EXERCISE DIRECTIONS: Using the records below, repeat exactly the lines from the one holding "an HTTP response." through the one holding "use axum::http::StatusCode;", both ends included, and no others.

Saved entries
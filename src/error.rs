//! Error types for the countdown clock

use std::io;
use thiserror::Error;

/// Errors raised by the countdown core and its input boundary
#[derive(Debug, Error)]
pub enum ClockError {
    /// A duration that cannot be represented as a non-negative number of seconds
    #[error("invalid duration: {minutes} minute(s) and {seconds} second(s)")]
    InvalidDuration { minutes: i64, seconds: i64 },

    /// The output sink rejected a frame
    #[error("failed to write countdown frame: {0}")]
    Output(#[from] io::Error),
}
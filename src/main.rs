//! Countdown Clock - a terminal countdown timer with in-place progress gauges
//!
//! This is the main entry point for the countdown-clock application.

use std::io::{self, Stdout};

use tokio::{io::BufReader, sync::watch};
use tracing::{error, info};

use countdown_clock::{
    config::Config,
    render::restore,
    services::Notifier,
    state::{CountdownState, RunLog},
    tasks::{Menu, Mode, Session},
    utils::shutdown_signal,
    CountdownClock, WallClock,
};

type TerminalSession = Session<Stdout, WallClock, Box<dyn Notifier>>;

/// Run the requested mode, or the interactive menu when none was given
async fn run(session: &mut TerminalSession, mode: Option<Mode>) -> anyhow::Result<()> {
    match mode {
        Some(mode) => session.run_mode(&mode).await,
        None => Menu::new(BufReader::new(tokio::io::stdin())).run(session).await,
    }
}

fn print_summary(log: &RunLog, json: bool) -> anyhow::Result<()> {
    if json {
        println!("{}", serde_json::to_string_pretty(log)?);
    } else {
        println!("{}", log.summary());
    }
    Ok(())
}

#[tokio::main]
async fn main() -> anyhow::Result<()> {
    let config = Config::parse();

    // stdout belongs to the redrawn frame
    tracing_subscriber::fmt()
        .with_env_filter(format!("countdown_clock={}", config.log_level()))
        .with_writer(io::stderr)
        .init();

    info!("Starting countdown-clock v{}", env!("CARGO_PKG_VERSION"));

    let mode = config.mode.clone().map(|m| m.into_mode()).transpose()?;
    let presets = config.presets()?;
    info!("Configuration: alert={:?}, presets={:?}", config.alert, presets);

    let (state_tx, state_rx) = watch::channel(CountdownState::new());
    let clock = CountdownClock::new(io::stdout(), WallClock::new(), config.notifier())
        .with_updates(state_tx);
    let mut session = Session::new(clock, presets);

    let outcome = tokio::select! {
        result = run(&mut session, mode) => Some(result),
        _ = shutdown_signal() => None,
    };
    let interrupted = outcome.is_none();

    match outcome {
        Some(Ok(())) => {}
        Some(Err(e)) => {
            // A failed run can leave a hidden cursor mid-frame
            let frame_on_screen = state_rx.borrow().is_active();
            if let Err(restore_err) = restore(&mut io::stdout(), frame_on_screen) {
                error!("Failed to restore terminal: {}", restore_err);
            }
            return Err(e);
        }
        None => {
            let frame_on_screen = state_rx.borrow().is_active();
            restore(&mut io::stdout(), frame_on_screen)?;
            info!("Countdown interrupted");
        }
    }

    print_summary(session.log(), config.json_summary)?;

    if interrupted {
        // Runtime shutdown blocks on a pending stdin read
        std::process::exit(130);
    }
    Ok(())
}
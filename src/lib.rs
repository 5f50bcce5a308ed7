//! Countdown Clock - a terminal countdown timer with in-place progress gauges
//! 
//! This library provides the countdown engine, the gauge renderer, completion
//! alerts and the session/menu layer that sequences sprint, break, custom and
//! pomodoro timers.

pub mod clock;
pub mod config;
pub mod error;
pub mod render;
pub mod services;
pub mod state;
pub mod tasks;
pub mod utils;

// Re-export commonly used types
pub use clock::{CountdownClock, TickSource, WallClock};
pub use config::Config;
pub use error::ClockError;
pub use render::{render, DisplaySnapshot, Gauge};
pub use services::Notifier;
pub use state::CountdownState;
pub use tasks::{Menu, Mode, Session};
pub use utils::signals::shutdown_signal;
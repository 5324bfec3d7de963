//! Error conversions
//!
//! Renders [`AppError`] as an HTTP response.

#[cfg(feature = "axum")]
use super::app_error::AppError;

#[cfg(feature = "axum")]
impl axum::response::IntoResponse for AppError {
    fn into_response(self) -> axum::response::Response {
        use axum::Json;
        use axum::http::StatusCode;

        let status =
            StatusCode::from_u16(self.status_code()).unwrap_or(StatusCode::INTERNAL_SERVER_ERROR);

        // RFC 7807 Problem Details, plus a machine-readable `code`
        let body = serde_json::json!({
            "type": format!("https://httpstatuses.io/{}", self.status_code()),
            "title": self.kind().as_str(),
            "status": self.status_code(),
            "code": self.code(),
            "detail": self.message(),
            "action": self.action(),
        });

        (status, Json(body)).into_response()
    }
}

#[cfg(all(test, feature = "axum"))]
mod tests {
    use super::*;
    use crate::error::kind::ErrorKind;
    use axum::response::IntoResponse;

    #[test]
    fn test_into_response_status() {
        let response = AppError::new(ErrorKind::TooManyRequests, "slow down").into_response();
        assert_eq!(response.status().as_u16(), 429);
    }

    #[test]
    fn test_server_error_keeps_status() {
        let response = AppError::new(ErrorKind::InternalServerError, "boom").into_response();
        assert_eq!(response.status().as_u16(), 500);
    }
}
//! Clock abstraction
//!
//! Token expiry and rate-limit windows read time only through [`Clock`],
//! so tests can pin or advance time instead of sleeping.

use std::sync::Mutex;

use chrono::{DateTime, Duration, Utc};

/// Source of the current time
pub trait Clock: Send + Sync {
    fn now(&self) -> DateTime<Utc>;

    /// Current time as Unix milliseconds
    fn now_ms(&self) -> i64 {
        self.now().timestamp_millis()
    }
}

/// Wall-clock time
#[derive(Debug, Clone, Copy, Default)]
pub struct SystemClock;

impl Clock for SystemClock {
    fn now(&self) -> DateTime<Utc> {
        Utc::now()
    }
}

/// Manually driven clock for tests and simulations
///
/// ```rust
/// use chrono::Duration;
/// use platform::clock::{Clock, ManualClock};
///
/// let clock = ManualClock::starting_now();
/// let before = clock.now();
/// clock.advance(Duration::minutes(15));
/// assert_eq!(clock.now() - before, Duration::minutes(15));
/// ```
#[derive(Debug)]
pub struct ManualClock {
    now: Mutex<DateTime<Utc>>,
}

impl ManualClock {
    pub fn new(start: DateTime<Utc>) -> Self {
        Self {
            now: Mutex::new(start),
        }
    }

    pub fn starting_now() -> Self {
        Self::new(Utc::now())
    }

    pub fn set(&self, at: DateTime<Utc>) {
        *self.lock() = at;
    }

    pub fn advance(&self, by: Duration) {
        let mut now = self.lock();
        *now = *now + by;
    }

    fn lock(&self) -> std::sync::MutexGuard<'_, DateTime<Utc>> {
        // A poisoned guard still holds a valid timestamp.
        self.now.lock().unwrap_or_else(|e| e.into_inner())
    }
}

impl Clock for ManualClock {
    fn now(&self) -> DateTime<Utc> {
        *self.lock()
    }
}

#[cfg(test)]
mod tests {
    use super::*;

    #[test]
    fn test_manual_clock_set_and_advance() {
        let start = DateTime::from_timestamp(1_700_000_000, 0).unwrap();
        let clock = ManualClock::new(start);
        assert_eq!(clock.now(), start);
        assert_eq!(clock.now_ms(), 1_700_000_000_000);

        clock.advance(Duration::seconds(30));
        assert_eq!(clock.now_ms(), 1_700_000_030_000);

        clock.set(start);
        assert_eq!(clock.now(), start);
    }

    #[test]
    fn test_system_clock_moves_forward() {
        let clock = SystemClock;
        let a = clock.now_ms();
        let b = clock.now_ms();
        assert!(b >= a);
    }
}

EXERCISE OUTPUT:
//! Renders [`AppError`] as an HTTP response.

#[cfg(feature = "axum")]
use super::app_error::AppError;

#[cfg(feature = "axum")]
impl axum::response::IntoResponse for AppError {
    fn into_response(self) -> axum::response::Response {
        use axum::Json;
        use axum::http::StatusCode;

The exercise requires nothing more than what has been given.